24. The apparatus of claim 23, wherein the platen in the contacting
position applies at least a neutral force to an assembly of plural
sheets.
25. The apparatus of claim 24, wherein the force applied to the
assembly of plural sheets is at least a result of 5-10 psi
pressure.
26. A method of binding an assembly of plural sheets to form a
book-like structure, the method comprising: contacting a
translatable first contacting surface to a backed hot melt adhesive
sheet located on a spine surface of the assembly of plural sheets,
the spine surface being perpendicular to a planar surface of the
assembly of plural sheets; applying force with at least a
translatable second contacting surface to the planar surface in an
area where the backed hot melt adhesive sheet contacts the planar
surface; and actively withdrawing heat from the backed hot melt
adhesive sheet to bring a temperature of a hot melt adhesive of the
backed hot melt adhesive sheet to below a glass transition
temperature of the hot melt adhesive.
27. The method of claim 26, wherein the second contacting surface
is mounted for movement with the first contacting surface.
28. The method of claim 26, wherein actively withdrawing heat
includes actively withdrawing heat with an active heat sink
attached to and in thermal communication with at least one of the
first contacting surface and the second contacting surface to
solidify or cure the hot melt adhesive.
29. A method of binding an assembly of plural sheets to form a
book-like structure, the method comprising: contacting a backed hot
melt adhesive sheet to a spine surface of the assembly of plural
sheets, wherein the backed hot melt adhesive sheet has at least one
end portion protruding past the spine surface and forming an angle
with a plane surface of at least one sheet of the assembly of
plural sheets; displacing a plurality of clamping bodies of a
clamping jaw to a separation distance between opposing facing
surfaces that is greater than a thickness of the assembly of plural
sheets; translating the clamping jaw relative to the spine surface
of the assembly of plural sheets such that at least a portion of
the clamping jaw contacts the at least one protruding end portion
of the backed hot melt adhesive sheet and redirects the at least
one protruding end portion toward the plane surface of the at least
one sheet of the assembly of plural sheets; contacting the assembly
of plural sheets with the opposing facing surface of at least one
of the clamping bodies to apply a force to the assembly of plural
sheets, wherein the at least one protruding end portion is between
at least a portion of the opposing facing surface and the assembly
of plural sheets; and absorbing heat from a hot melt adhesive of
the backed hot melt adhesive sheet into at least a portion of the
clamping jaw.
30. The method of claim 29, comprising softening the hot melt
adhesive of the backed hot melt adhesive sheet prior to the sheet
contacting the spine surface of the assembly of plural sheets,
wherein softening includes raising a temperature of the hot melt
adhesive above a glass transition temperature of the hot melt
adhesive.
31. The method of claim 30, wherein at least a portion of the
softened hot melt adhesive flows into at least a portion of the
assembly of plural sheets.
32. The method of claim 29, comprising attaching the backed hot
melt adhesive sheet to the spine surface of the assembly of plural
sheets at discrete points and softening the hot melt adhesive of
the backed hot melt adhesive sheet, wherein softening includes
raising a temperature of the hot melt adhesive above a glass
transition temperature of the hot melt adhesive.

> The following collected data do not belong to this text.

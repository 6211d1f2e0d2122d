// 该文件是 Lumina （植光） 项目的一部分。
// src/main.rs - 项目主程序
//
// 本程序遵循 GNU Affero 通用公共许可证（AGPL）许可协议。
// 本程序的发布旨在提供实用价值，但不作任何形式的担保，
// 包括但不限于对适销性或特定用途适用性的默示担保。
// 更多详情请参阅 GNU 通用公共许可证。
//
// Copyright (C) 2026 Johann Li <me@qinka.pro>, ETVP

mod args;

use anyhow::Result;
use clap::Parser;
use tracing::info;

use lumina::{
  FromUrl,
  config::Settings,
  input::ImageFileInput,
  model::ReplayDetector,
  output::{OutputWrapper, PanelOutput, Render},
  pipeline::Pipeline,
};

fn main() -> Result<()> {
  tracing_subscriber::fmt::init();

  let args = args::Args::parse();

  info!("检测来源: {}", args.detector);
  info!("输入来源: {}", args.input);
  info!("植物品种: {}", args.plant);

  let settings = match &args.config {
    Some(path) => Settings::load(path)?,
    None => Settings::default(),
  };
  let confidence = args.confidence.unwrap_or_else(|| settings.confidence());

  let input = ImageFileInput::from_url(&args.input)?;
  let detector = ReplayDetector::from_url(&args.detector)?;
  let pipeline = Pipeline::new(
    detector,
    settings.label_map(),
    settings.recommendation_table(),
    settings.annotator()?,
  )
  .with_confidence(confidence);
  info!("置信度阈值: {}", pipeline.confidence());

  let report = pipeline.run(input.image(), args.plant)?;
  info!("检测到 {} 个生长阶段目标", report.findings.len());

  PanelOutput.render_report(&report)?;

  for url in [&args.output, &args.report].into_iter().flatten() {
    let output = OutputWrapper::from_url(url)?;
    output.render_report(&report)?;
  }

  Ok(())
}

33. The method of claim 32, wherein at least a portion of the
softened hot melt adhesive flows into at least a portion of the
assembly of plural sheets.
34. The method of claim 29, wherein a separation distance between
opposing facing surfaces contacting the assembly of plural sheets
sets a thickness of the bound book-like structure.
35. The method of claim 29, wherein the clamping jaw includes a
platen having a contacting surface parallel to the spine surface of
the assembly of plural sheets and the method comprises contacting
the platen to the backed hot melt adhesive sheet contacting the
spine surface simultaneously with contacting the assembly of plural
sheets with the opposing facing surface of at least one of the
clamping bodies to apply a force to the assembly of plural
sheets.
36. A method of binding an assembly of plural sheets to form a
book-like structure, the method comprising: contacting a backed hot
melt adhesive sheet to a spine surface of the assembly of plural
sheets, wherein the backed hot melt adhesive sheet has at least one
end portion protruding past the spine surface and forming an angle
with a plane surface of at least one sheet of the assembly of
plural sheets; translating a first forming plate and a second
forming plate relative to the spine surface of the assembly of
plural sheets to a first position, wherein in the first position
each of the first and second forming plates has a contacting
surface oriented parallel to the spine surface of the assembly of
plural sheets and at least a portion of each of the first forming
plate and the second forming plate contacts the backed hot melt
adhesive sheet; individually pivotably moving the first forming
plate and the second forming plate about the assembly of plural
sheets from the first position to a second position such that the
protruding end portion of the backed hot melt adhesive sheet is
redirected toward the plane surface of the at least one sheet of
the assembly of plural sheets and is between at least a portion of
the contacting surfaces and the assembly of plural sheets, wherein
in the second position, the contacting surface of the first forming
plate and the contacting surface of the second forming plate
opposingly face each other and are each parallel to and facing a
planar surface of the assembly of plural sheets; applying a force
to the assembly of plural sheets with the opposing facing
contacting surface of at least one of the first forming plate and
the second forming plate; translating a platen from a
non-contacting position to a contacting position, wherein in the
non-contacting position the platen does not contact the backed hot
melt adhesive sheet and in the contacting position the platen
contacts the backed hot melt adhesive sheet; and absorbing heat
from a hot melt adhesive of the backed hot melt adhesive sheet into
at least a portion of at least one of the first forming plate and
the second forming plate.
37. The method of claim 36, comprising softening the hot melt
adhesive of the backed hot melt adhesive sheet prior to the sheet
contacting the spine surface of the assembly of plural sheets,
wherein softening includes raising a temperature of the hot melt
adhesive above a glass transition temperature of the hot melt
adhesive.
38. The method of claim 37, wherein at least a portion of the
softened hot melt adhesive flows into at least a portion of the
assembly of plural sheets.
39. The method of claim 36, comprising attaching the backed hot
melt adhesive sheet to the spine surface of the assembly of plural
sheets at discrete points and softening the hot melt adhesive of
the backed hot melt adhesive sheet, wherein softening includes
raising a temperature of the hot melt adhesive above a glass
transition temperature of the hot melt adhesive.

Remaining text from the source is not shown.